Impacto da pandemia covid-19 na prestação de cuidados e na utilização da telemedicina em otorrinolaringologia: A realidade portuguesa
DOI:
https://doi.org/10.34631/sporl.926Palavras-chave:
COVID-19, SARS-CoV-2, pandemia, telemedicina, otorrinolaringologiaResumo
Introdução: A pandemia de doença coronavírus 2019 (COVID-19) provocou reestruturações profundas nos sistemas de cuidados de saúde em todo o mundo. As instituições de saúde concentraram os seus recursos na abordagem da COVID-19 e houve restrição de atividades em outras áreas. Por outro lado, foi estimulado o recurso à telemedicina, que consiste na prestação de serviços clínicos e educacionais remotamente, mas mantendo a interação em tempo real, através do recurso a meios audiovisuais. A especialidade de Otorrinolaringologia (ORL) representa uma das muitas especialidades cuja atividade clínica e cirúrgica sofreu alterações, em virtude das medidas impostas.
Objetivos: Pretendemos avaliar o impacto da COVID-19 na prestação de cuidados e na utilização da telemedicina em ORL em Portugal, durante o Estado de Emergência (22 de março a 2 de maio de 2020), na esperança de que estes dados possam vir a ser úteis como referência futura em novas vagas da COVID-19 ou numa eventual nova ameaça de saúde pública, tendo sempre em vista a melhoria da prestação dos cuidados de saúde.
Material e Métodos: Aplicação de um questionário anónimo, desenvolvido através da ferramenta Google Forms e enviado por correio eletrónico a todos os Diretores/Coordenadores de Serviços/Unidades de ORL do país.

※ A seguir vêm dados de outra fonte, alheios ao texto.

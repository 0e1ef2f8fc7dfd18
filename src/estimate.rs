//! The estimate record produced by a run, its display block and JSON I/O.

use std::fmt;
use std::path::Path;

use serde::{Deserialize, Serialize};

use crate::constants::PI_REFERENCE;
use crate::error::Result;

/// Result of one estimation run. Built once by the aggregator, never mutated.
#[derive(Clone, Debug, PartialEq, Serialize, Deserialize)]
pub struct Estimate {
    pi_hat: f64,
    mean_ratio: f64,
    std_error: f64,
    n_sims: u64,
    /// Effective chunk size, after clamping to `n_sims`.
    chunk_size: u64,
    n_chunks: u64,
    #[serde(default, skip_serializing_if = "Option::is_none")]
    ratios: Option<Vec<f64>>,
    #[serde(default, skip_serializing_if = "Option::is_none")]
    seed: Option<i64>,
}

impl Estimate {
    #[allow(clippy::too_many_arguments)]
    pub(crate) fn new(
        pi_hat: f64,
        mean_ratio: f64,
        std_error: f64,
        n_sims: u64,
        chunk_size: u64,
        n_chunks: u64,
        ratios: Option<Vec<f64>>,
        seed: Option<i64>,
    ) -> Self {
        Self {
            pi_hat,
            mean_ratio,
            std_error,
            n_sims,
            chunk_size,
            n_chunks,
            ratios,
            seed,
        }
    }

    /// Point estimate of π (`4 * mean_ratio`).
    pub fn pi_hat(&self) -> f64 {
        self.pi_hat
    }

    pub fn mean_ratio(&self) -> f64 {
        self.mean_ratio
    }

    /// Standard error of `pi_hat`.
    pub fn std_error(&self) -> f64 {
        self.std_error
    }

    pub fn n_sims(&self) -> u64 {
        self.n_sims
    }

    pub fn chunk_size(&self) -> u64 {
        self.chunk_size
    }

    pub fn n_chunks(&self) -> u64 {
        self.n_chunks
    }

    /// Per-trial ratios, only when the run asked for them.
    pub fn ratios(&self) -> Option<&[f64]> {
        self.ratios.as_deref()
    }

    pub fn seed(&self) -> Option<i64> {
        self.seed
    }

    /// |π̂ − π|
    pub fn abs_error(&self) -> f64 {
        (self.pi_hat - PI_REFERENCE).abs()
    }
}

impl fmt::Display for Estimate {
    fn fmt(&self, f: &mut fmt::Formatter<'_>) -> fmt::Result {
        writeln!(f, "Propp coin-flip estimate of π")?;
        writeln!(f, "  π estimate:  {:.6}", self.pi_hat)?;
        writeln!(f, "  Std error:   {:.6}", self.std_error)?;
        writeln!(f, "  |π̂ − π|:     {:.6}", self.abs_error())?;
        writeln!(f, "  Mean ratio:  {:.6}", self.mean_ratio)?;
        writeln!(f, "  Trials:      {}", self.n_sims)?;
        write!(
            f,
            "  Chunks:      {} × ≤{} trials",
            self.n_chunks, self.chunk_size
        )?;
        if let Some(seed) = self.seed {
            write!(f, "\n  Seed:        {}", seed)?;
        }
        if let Some(ratios) = &self.ratios {
            write!(f, "\n  Ratios:      {} per-trial values stored", ratios.len())?;
        }
        Ok(())
    }
}

/// Write the estimate as pretty JSON, creating parent directories.
pub fn save_estimate(estimate: &Estimate, path: impl AsRef<Path>) -> Result<()> {
    let path = path.as_ref();
    if let Some(parent) = path.parent() {
        std::fs::create_dir_all(parent)?;
    }
    let json = serde_json::to_string_pretty(estimate)?;
    std::fs::write(path, json)?;
    Ok(())
}

/// Read an estimate written by [`save_estimate`].
pub fn load_estimate(path: impl AsRef<Path>) -> Result<Estimate> {
    let text = std::fs::read_to_string(path)?;
    Ok(serde_json::from_str(&text)?)
}

#[cfg(test)]
mod tests {
    use super::*;

    fn sample(ratios: Option<Vec<f64>>, seed: Option<i64>) -> Estimate {
        Estimate::new(3.2, 0.8, 0.05, 4, 2, 2, ratios, seed)
    }

    #[test]
    fn test_display_minimal() {
        let text = sample(None, None).to_string();
        assert!(text.contains("3.200000"));
        assert!(text.contains("Trials:      4"));
        assert!(!text.contains("Seed"));
        assert!(!text.contains("Ratios"));
    }

    #[test]
    fn test_display_with_seed_and_ratios() {
        let text = sample(Some(vec![1.0, 0.75, 1.0, 0.75]), Some(42)).to_string();
        assert!(text.contains("Seed:        42"));
        assert!(text.contains("4 per-trial values stored"));
    }

    #[test]
    fn test_display_non_finite_does_not_panic() {
        let est = Estimate::new(f64::NAN, f64::NAN, f64::INFINITY, 1, 1, 1, Some(vec![]), None);
        let _ = est.to_string();
    }

    #[test]
    fn test_negative_seed_round_trips() {
        let est = sample(None, Some(-5));
        assert!(est.to_string().contains("Seed:        -5"));
        let json = serde_json::to_value(&est).unwrap();
        assert_eq!(json["seed"], -5);
    }

    #[test]
    fn test_json_omits_absent_fields() {
        let json = serde_json::to_value(sample(None, None)).unwrap();
        assert!(json.get("ratios").is_none());
        assert!(json.get("seed").is_none());
        assert_eq!(json["n_chunks"], 2);
        assert_eq!(json["pi_hat"], 3.2);
    }

    #[test]
    fn test_save_and_load() {
        let dir = tempfile::tempdir().unwrap();
        let path = dir.path().join("nested").join("estimate.json");
        let est = sample(Some(vec![1.0, 0.75, 1.0, 0.6]), Some(7));
        save_estimate(&est, &path).unwrap();
        let loaded = load_estimate(&path).unwrap();
        assert_eq!(loaded, est);
    }
}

O questionário compreende 35 questões de resposta múltipla ou simples.
Resultados: Obtivemos uma taxa de resposta ao questionário de 56,5%. Previamente ao início da pandemia, apenas 7,7% dos Serviços recorria à telemedicina, na forma de contacto telefónico e prescrição eletrónica médica (PEM). Por sua vez, durante o Estado de Emergência, 84,6% passaram a recorrer à telemedicina. Durante este período, 96,2% dos Serviços mantiveram atividade clínica com restrições e 3,8% não manteve qualquer atividade, sendo que a maioria manteve menos de 50% da sua atividade habitual. Relativamente à atividade de consulta e de bloco operatório, 96,2% dos Serviços apenas realizaram consulta urgente/oncológica e 80,8% apenas realizaram cirurgias de caráter urgente/ patologia oncológica programada, sendo que 3,8% não realizaram qualquer consulta e 19,2% não tiveram qualquer atividade cirúrgica. De todos os Serviços de ORL que participaram neste estudo, 57,7% não considerou que tivesse havido um aumento de contactos por parte dos doentes durante o Estado de Emergência. Uma vez ultrapassada a pandemia por COVID-19, 65,4% dos Serviços considera poder implementar/manter o recurso à telemedicina em situações específicas, nomeadamente, na maioria dos casos (82,4%) por contacto telefónico com o doente e PEM. Em condições de normalidade, 46,2% consideram que a telemedicina em ORL acrescenta qualidade ao serviço prestado aos doentes, com 50% a considerarem também que esta modalidade melhora o acesso aos cuidados de saúde e que pode ser aplicada, em algumas situações, a especificidades dos doentes do foro ORL (57,7%). No entanto, 73,1% consideram que a telemedicina não é aplicável à maioria dos doentes, por questões de literacia.
Conclusões: O estado de emergência que vigorou no nosso país, devido à pandemia COVID-19, alterou a prática clínica em ORL, com a suspensão da atividade eletiva presencial em todos os Serviços, tendo havido uma aposta na telemedicina, como forma de permitir o contacto com estes doentes, mantendo-se presencial apenas a consulta clínica e o tratamento cirúrgico de patologias de caráter urgente e do foro oncológico. Este período crítico pode ter estimulado uma eventual maior utilização futura da telemedicina. Contudo, o impacto clínico destas alterações na qualidade do serviço prestado e na saúde dos doentes não foi avaliado, pelo que são necessários mais estudos com vista à investigação dos resultados clínicos e eventuais ganhos em saúde.